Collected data

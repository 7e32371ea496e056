//! Integration tests driving the object registry, signals and timers
//! together, the way a widget layer composes them.

use std::sync::Arc;
use std::sync::atomic::{AtomicUsize, Ordering};
use std::time::Duration;

use murmur_ui_core::{
    Object, ObjectBase, ObjectId, Signal, TimerManager, global_registry, init_global_registry,
};

fn setup() {
    let _ = tracing_subscriber::fmt()
        .with_env_filter(tracing_subscriber::EnvFilter::from_default_env())
        .try_init();
    init_global_registry();
}

struct Panel {
    base: ObjectBase,
    shown: Signal<bool>,
}

impl Panel {
    fn new() -> Self {
        Self {
            base: ObjectBase::new::<Self>(),
            shown: Signal::new(),
        }
    }
}

impl Object for Panel {
    fn object_id(&self) -> ObjectId {
        self.base.id()
    }
}

#[test]
fn tree_with_signals() {
    setup();

    let window = Panel::new();
    let sidebar = Panel::new();
    let list = Panel::new();
    sidebar.base.set_parent(Some(window.object_id())).unwrap();
    list.base.set_parent(Some(sidebar.object_id())).unwrap();

    let registry = global_registry().unwrap();
    assert_eq!(
        registry.ancestors(list.object_id()).unwrap(),
        vec![sidebar.object_id(), window.object_id()]
    );

    let shown_count = Arc::new(AtomicUsize::new(0));
    let count = shown_count.clone();
    sidebar.shown.connect(move |&visible| {
        if visible {
            count.fetch_add(1, Ordering::SeqCst);
        }
    });

    sidebar.shown.emit(true);
    sidebar.shown.emit(false);
    sidebar.shown.emit(true);
    assert_eq!(shown_count.load(Ordering::SeqCst), 2);
}

#[test]
fn dropped_subtree_leaves_no_ids_behind() {
    setup();

    let parent_id;
    let child_id;
    {
        let parent = Panel::new();
        let child = Panel::new();
        child.base.set_parent(Some(parent.object_id())).unwrap();
        parent_id = parent.object_id();
        child_id = child.object_id();
    }

    let registry = global_registry().unwrap();
    assert!(!registry.contains(parent_id));
    assert!(!registry.contains(child_id));
}

#[test]
fn repeating_timer_drives_ticks() {
    setup();

    let mut timers = TimerManager::new();
    let tick = timers.start_repeating(Duration::ZERO);
    let one_shot = timers.start_one_shot(Duration::ZERO);

    let first = timers.process_expired();
    assert!(first.contains(&tick));
    assert!(first.contains(&one_shot));

    // Only the repeating timer survives the first drain.
    let second = timers.process_expired();
    assert_eq!(second, vec![tick]);
    assert_eq!(timers.active_count(), 1);
}
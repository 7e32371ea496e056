//! Object registry for the Murmur UI layer.
//!
//! Widgets and screen controllers are identified by [`ObjectId`] handles into
//! a process-global registry. An id is a plain non-owning handle: holding one
//! never keeps its target alive, and a stale id simply fails to resolve. This
//! is the mechanism behind every "back-reference" in the UI layer — upward
//! pointers (a row's owning screen, a screen's navigation host) are ids, while
//! ownership always flows root → children.
//!
//! # Example
//!
//! ```
//! use murmur_ui_core::{init_global_registry, global_registry, Object, ObjectBase, ObjectId};
//!
//! struct Screen {
//!     base: ObjectBase,
//! }
//!
//! impl Object for Screen {
//!     fn object_id(&self) -> ObjectId {
//!         self.base.id()
//!     }
//! }
//!
//! init_global_registry();
//! let screen = Screen { base: ObjectBase::new::<Screen>() };
//! assert!(global_registry().unwrap().contains(screen.object_id()));
//! ```

use std::any::TypeId;
use std::fmt;
use std::sync::OnceLock;

use parking_lot::RwLock;
use slotmap::{SlotMap, new_key_type};

new_key_type! {
    /// A unique identifier for a registered object.
    ///
    /// Ids are never reused for a different object within the lifetime of a
    /// registry generation (slotmap versioning), so a dangling id resolves to
    /// nothing rather than to an unrelated object.
    pub struct ObjectId;
}

/// Errors from registry operations.
#[derive(Debug, Clone, PartialEq, Eq)]
pub enum ObjectError {
    /// The object id is not (or no longer) registered.
    NotFound(ObjectId),
    /// Reparenting would make an object its own ancestor.
    WouldCreateCycle,
    /// The global registry has not been initialized.
    RegistryNotInitialized,
}

impl fmt::Display for ObjectError {
    fn fmt(&self, f: &mut fmt::Formatter<'_>) -> fmt::Result {
        match self {
            Self::NotFound(id) => write!(f, "object {id:?} is not registered"),
            Self::WouldCreateCycle => write!(f, "reparenting would create a cycle"),
            Self::RegistryNotInitialized => {
                write!(f, "global object registry not initialized; call init_global_registry()")
            }
        }
    }
}

impl std::error::Error for ObjectError {}

/// A specialized Result type for registry operations.
pub type ObjectResult<T> = std::result::Result<T, ObjectError>;

/// The base trait for everything the registry can hand back an id for.
pub trait Object {
    /// Get this object's registry id.
    fn object_id(&self) -> ObjectId;
}

/// Per-object bookkeeping held by the registry.
struct ObjectEntry {
    name: String,
    type_id: TypeId,
    type_name: &'static str,
    parent: Option<ObjectId>,
    children: Vec<ObjectId>,
}

/// Tracks object identity and the parent-child tree.
///
/// The registry owns no objects; it records which ids exist and how they are
/// related. Destroying an id detaches its children (they become roots) rather
/// than cascading — child lifetimes belong to whoever owns the child values.
pub struct ObjectRegistry {
    entries: SlotMap<ObjectId, ObjectEntry>,
}

impl ObjectRegistry {
    /// Create an empty registry.
    pub fn new() -> Self {
        Self {
            entries: SlotMap::with_key(),
        }
    }

    /// Register a new object of type `T` and return its id.
    pub fn register<T: Object + 'static>(&mut self) -> ObjectId {
        let id = self.entries.insert(ObjectEntry {
            name: String::new(),
            type_id: TypeId::of::<T>(),
            type_name: std::any::type_name::<T>(),
            parent: None,
            children: Vec::new(),
        });
        tracing::trace!(target: "murmur_ui_core::object", ?id, type_name = std::any::type_name::<T>(), "object registered");
        id
    }

    /// Remove an object from the registry.
    ///
    /// The object is detached from its parent, and its children are promoted
    /// to roots.
    pub fn destroy(&mut self, id: ObjectId) -> ObjectResult<()> {
        let entry = self.entries.remove(id).ok_or(ObjectError::NotFound(id))?;

        if let Some(parent) = entry.parent
            && let Some(parent_entry) = self.entries.get_mut(parent)
        {
            parent_entry.children.retain(|&c| c != id);
        }
        for child in entry.children {
            if let Some(child_entry) = self.entries.get_mut(child) {
                child_entry.parent = None;
            }
        }

        tracing::trace!(target: "murmur_ui_core::object", ?id, "object destroyed");
        Ok(())
    }

    /// Check whether an id is currently registered.
    pub fn contains(&self, id: ObjectId) -> bool {
        self.entries.contains_key(id)
    }

    /// Reparent an object. `None` detaches it to a root.
    pub fn set_parent(&mut self, id: ObjectId, new_parent: Option<ObjectId>) -> ObjectResult<()> {
        if !self.entries.contains_key(id) {
            return Err(ObjectError::NotFound(id));
        }
        if let Some(parent) = new_parent {
            if !self.entries.contains_key(parent) {
                return Err(ObjectError::NotFound(parent));
            }
            // Walk up from the prospective parent; finding `id` means a cycle.
            let mut current = Some(parent);
            while let Some(ancestor) = current {
                if ancestor == id {
                    return Err(ObjectError::WouldCreateCycle);
                }
                current = self.entries.get(ancestor).and_then(|e| e.parent);
            }
        }

        let old_parent = self.entries[id].parent;
        if old_parent == new_parent {
            return Ok(());
        }
        if let Some(old) = old_parent
            && let Some(old_entry) = self.entries.get_mut(old)
        {
            old_entry.children.retain(|&c| c != id);
        }
        if let Some(new) = new_parent {
            self.entries[new].children.push(id);
        }
        self.entries[id].parent = new_parent;
        Ok(())
    }

    /// Get an object's parent id.
    pub fn parent(&self, id: ObjectId) -> ObjectResult<Option<ObjectId>> {
        self.entries
            .get(id)
            .map(|e| e.parent)
            .ok_or(ObjectError::NotFound(id))
    }

    /// Get an object's children, in insertion order.
    pub fn children(&self, id: ObjectId) -> ObjectResult<&[ObjectId]> {
        self.entries
            .get(id)
            .map(|e| e.children.as_slice())
            .ok_or(ObjectError::NotFound(id))
    }

    /// Get an object's name.
    pub fn object_name(&self, id: ObjectId) -> ObjectResult<&str> {
        self.entries
            .get(id)
            .map(|e| e.name.as_str())
            .ok_or(ObjectError::NotFound(id))
    }

    /// Set an object's name.
    pub fn set_object_name(&mut self, id: ObjectId, name: String) -> ObjectResult<()> {
        let entry = self.entries.get_mut(id).ok_or(ObjectError::NotFound(id))?;
        entry.name = name;
        Ok(())
    }

    /// Get the registered type id of an object.
    pub fn type_id(&self, id: ObjectId) -> ObjectResult<TypeId> {
        self.entries
            .get(id)
            .map(|e| e.type_id)
            .ok_or(ObjectError::NotFound(id))
    }

    /// Get the registered type name of an object.
    pub fn type_name(&self, id: ObjectId) -> ObjectResult<&'static str> {
        self.entries
            .get(id)
            .map(|e| e.type_name)
            .ok_or(ObjectError::NotFound(id))
    }

    /// Find a direct child by name.
    pub fn find_child_by_name(&self, id: ObjectId, name: &str) -> ObjectResult<Option<ObjectId>> {
        let entry = self.entries.get(id).ok_or(ObjectError::NotFound(id))?;
        Ok(entry
            .children
            .iter()
            .copied()
            .find(|&c| self.entries.get(c).is_some_and(|e| e.name == name)))
    }

    /// All ancestors of an object, nearest first.
    pub fn ancestors(&self, id: ObjectId) -> ObjectResult<Vec<ObjectId>> {
        if !self.entries.contains_key(id) {
            return Err(ObjectError::NotFound(id));
        }
        let mut out = Vec::new();
        let mut current = self.entries[id].parent;
        while let Some(ancestor) = current {
            out.push(ancestor);
            current = self.entries.get(ancestor).and_then(|e| e.parent);
        }
        Ok(out)
    }

    /// The number of registered objects.
    pub fn object_count(&self) -> usize {
        self.entries.len()
    }
}

impl Default for ObjectRegistry {
    fn default() -> Self {
        Self::new()
    }
}

/// A thread-safe wrapper around [`ObjectRegistry`].
pub struct SharedObjectRegistry {
    inner: RwLock<ObjectRegistry>,
}

impl SharedObjectRegistry {
    /// Create a new shared registry.
    pub fn new() -> Self {
        Self {
            inner: RwLock::new(ObjectRegistry::new()),
        }
    }

    /// See [`ObjectRegistry::register`].
    pub fn register<T: Object + 'static>(&self) -> ObjectId {
        self.inner.write().register::<T>()
    }

    /// See [`ObjectRegistry::destroy`].
    pub fn destroy(&self, id: ObjectId) -> ObjectResult<()> {
        self.inner.write().destroy(id)
    }

    /// See [`ObjectRegistry::contains`].
    pub fn contains(&self, id: ObjectId) -> bool {
        self.inner.read().contains(id)
    }

    /// See [`ObjectRegistry::set_parent`].
    pub fn set_parent(&self, id: ObjectId, parent: Option<ObjectId>) -> ObjectResult<()> {
        self.inner.write().set_parent(id, parent)
    }

    /// See [`ObjectRegistry::parent`].
    pub fn parent(&self, id: ObjectId) -> ObjectResult<Option<ObjectId>> {
        self.inner.read().parent(id)
    }

    /// See [`ObjectRegistry::children`].
    pub fn children(&self, id: ObjectId) -> ObjectResult<Vec<ObjectId>> {
        self.inner.read().children(id).map(|c| c.to_vec())
    }

    /// See [`ObjectRegistry::object_name`].
    pub fn object_name(&self, id: ObjectId) -> ObjectResult<String> {
        self.inner.read().object_name(id).map(str::to_owned)
    }

    /// See [`ObjectRegistry::set_object_name`].
    pub fn set_object_name(&self, id: ObjectId, name: String) -> ObjectResult<()> {
        self.inner.write().set_object_name(id, name)
    }

    /// See [`ObjectRegistry::type_name`].
    pub fn type_name(&self, id: ObjectId) -> ObjectResult<&'static str> {
        self.inner.read().type_name(id)
    }

    /// See [`ObjectRegistry::find_child_by_name`].
    pub fn find_child_by_name(&self, id: ObjectId, name: &str) -> ObjectResult<Option<ObjectId>> {
        self.inner.read().find_child_by_name(id, name)
    }

    /// See [`ObjectRegistry::ancestors`].
    pub fn ancestors(&self, id: ObjectId) -> ObjectResult<Vec<ObjectId>> {
        self.inner.read().ancestors(id)
    }

    /// See [`ObjectRegistry::object_count`].
    pub fn object_count(&self) -> usize {
        self.inner.read().object_count()
    }
}

impl Default for SharedObjectRegistry {
    fn default() -> Self {
        Self::new()
    }
}

static GLOBAL_REGISTRY: OnceLock<SharedObjectRegistry> = OnceLock::new();

/// Initialize the process-global registry. Idempotent.
pub fn init_global_registry() {
    GLOBAL_REGISTRY.get_or_init(SharedObjectRegistry::new);
}

/// Get the process-global registry.
pub fn global_registry() -> ObjectResult<&'static SharedObjectRegistry> {
    GLOBAL_REGISTRY.get().ok_or(ObjectError::RegistryNotInitialized)
}

/// Handle held by registered objects: registers on construction, deregisters
/// on drop. Compose this into a struct and delegate [`Object::object_id`].
pub struct ObjectBase {
    id: ObjectId,
}

impl ObjectBase {
    /// Create a new base, registering the object in the global registry.
    ///
    /// # Panics
    ///
    /// Panics if the global registry is not initialized.
    pub fn new<T: Object + 'static>() -> Self {
        let registry = global_registry().expect("object registry not initialized");
        let id = registry.register::<T>();
        Self { id }
    }

    /// Get this object's id.
    pub fn id(&self) -> ObjectId {
        self.id
    }

    /// Get this object's name from the registry.
    pub fn name(&self) -> String {
        global_registry()
            .and_then(|r| r.object_name(self.id))
            .unwrap_or_default()
    }

    /// Set this object's name in the registry.
    pub fn set_name(&self, name: impl Into<String>) {
        if let Ok(registry) = global_registry() {
            let _ = registry.set_object_name(self.id, name.into());
        }
    }

    /// Get the parent object id.
    pub fn parent(&self) -> Option<ObjectId> {
        global_registry()
            .and_then(|r| r.parent(self.id))
            .ok()
            .flatten()
    }

    /// Set the parent object.
    pub fn set_parent(&self, parent: Option<ObjectId>) -> ObjectResult<()> {
        global_registry()?.set_parent(self.id, parent)
    }

    /// Get child object ids.
    pub fn children(&self) -> Vec<ObjectId> {
        global_registry()
            .and_then(|r| r.children(self.id))
            .unwrap_or_default()
    }

    /// Find a direct child by name.
    pub fn find_child_by_name(&self, name: &str) -> Option<ObjectId> {
        global_registry()
            .and_then(|r| r.find_child_by_name(self.id, name))
            .ok()
            .flatten()
    }
}

impl Drop for ObjectBase {
    fn drop(&mut self) {
        if let Ok(registry) = global_registry() {
            let _ = registry.destroy(self.id);
        }
    }
}

static_assertions::assert_impl_all!(SharedObjectRegistry: Send, Sync);
//! Built-in widget implementations.

pub mod loading_indicator;

pub use loading_indicator::{DOT_COUNT, LoadingIndicator, STEP_DURATION};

PROBLEM REQUIREMENTS: The required output is the set of lines from the first line of the data through the line that contains "let one_shot = timers.start_one_shot(Duration::ZERO);", transcribed exactly.

EXERCISE ANSWER:
repository 7e32371ea496e056
//! Integration tests driving the object registry, signals and timers
//! together, the way a widget layer composes them.

use std::sync::Arc;
use std::sync::atomic::{AtomicUsize, Ordering};
use std::time::Duration;

use murmur_ui_core::{
    Object, ObjectBase, ObjectId, Signal, TimerManager, global_registry, init_global_registry,
};

fn setup() {
    let _ = tracing_subscriber::fmt()
        .with_env_filter(tracing_subscriber::EnvFilter::from_default_env())
        .try_init();
    init_global_registry();
}

struct Panel {
    base: ObjectBase,
    shown: Signal<bool>,
}

impl Panel {
    fn new() -> Self {
        Self {
            base: ObjectBase::new::<Self>(),
            shown: Signal::new(),
        }
    }
}

impl Object for Panel {
    fn object_id(&self) -> ObjectId {
        self.base.id()
    }
}

#[test]
fn tree_with_signals() {
    setup();

    let window = Panel::new();
    let sidebar = Panel::new();
    let list = Panel::new();
    sidebar.base.set_parent(Some(window.object_id())).unwrap();
    list.base.set_parent(Some(sidebar.object_id())).unwrap();

    let registry = global_registry().unwrap();
    assert_eq!(
        registry.ancestors(list.object_id()).unwrap(),
        vec![sidebar.object_id(), window.object_id()]
    );

    let shown_count = Arc::new(AtomicUsize::new(0));
    let count = shown_count.clone();
    sidebar.shown.connect(move |&visible| {
        if visible {
            count.fetch_add(1, Ordering::SeqCst);
        }
    });

    sidebar.shown.emit(true);
    sidebar.shown.emit(false);
    sidebar.shown.emit(true);
    assert_eq!(shown_count.load(Ordering::SeqCst), 2);
}

#[test]
fn dropped_subtree_leaves_no_ids_behind() {
    setup();

    let parent_id;
    let child_id;
    {
        let parent = Panel::new();
        let child = Panel::new();
        child.base.set_parent(Some(parent.object_id())).unwrap();
        parent_id = parent.object_id();
        child_id = child.object_id();
    }

    let registry = global_registry().unwrap();
    assert!(!registry.contains(parent_id));
    assert!(!registry.contains(child_id));
}

#[test]
fn repeating_timer_drives_ticks() {
    setup();

    let mut timers = TimerManager::new();
    let tick = timers.start_repeating(Duration::ZERO);
    let one_shot = timers.start_one_shot(Duration::ZERO);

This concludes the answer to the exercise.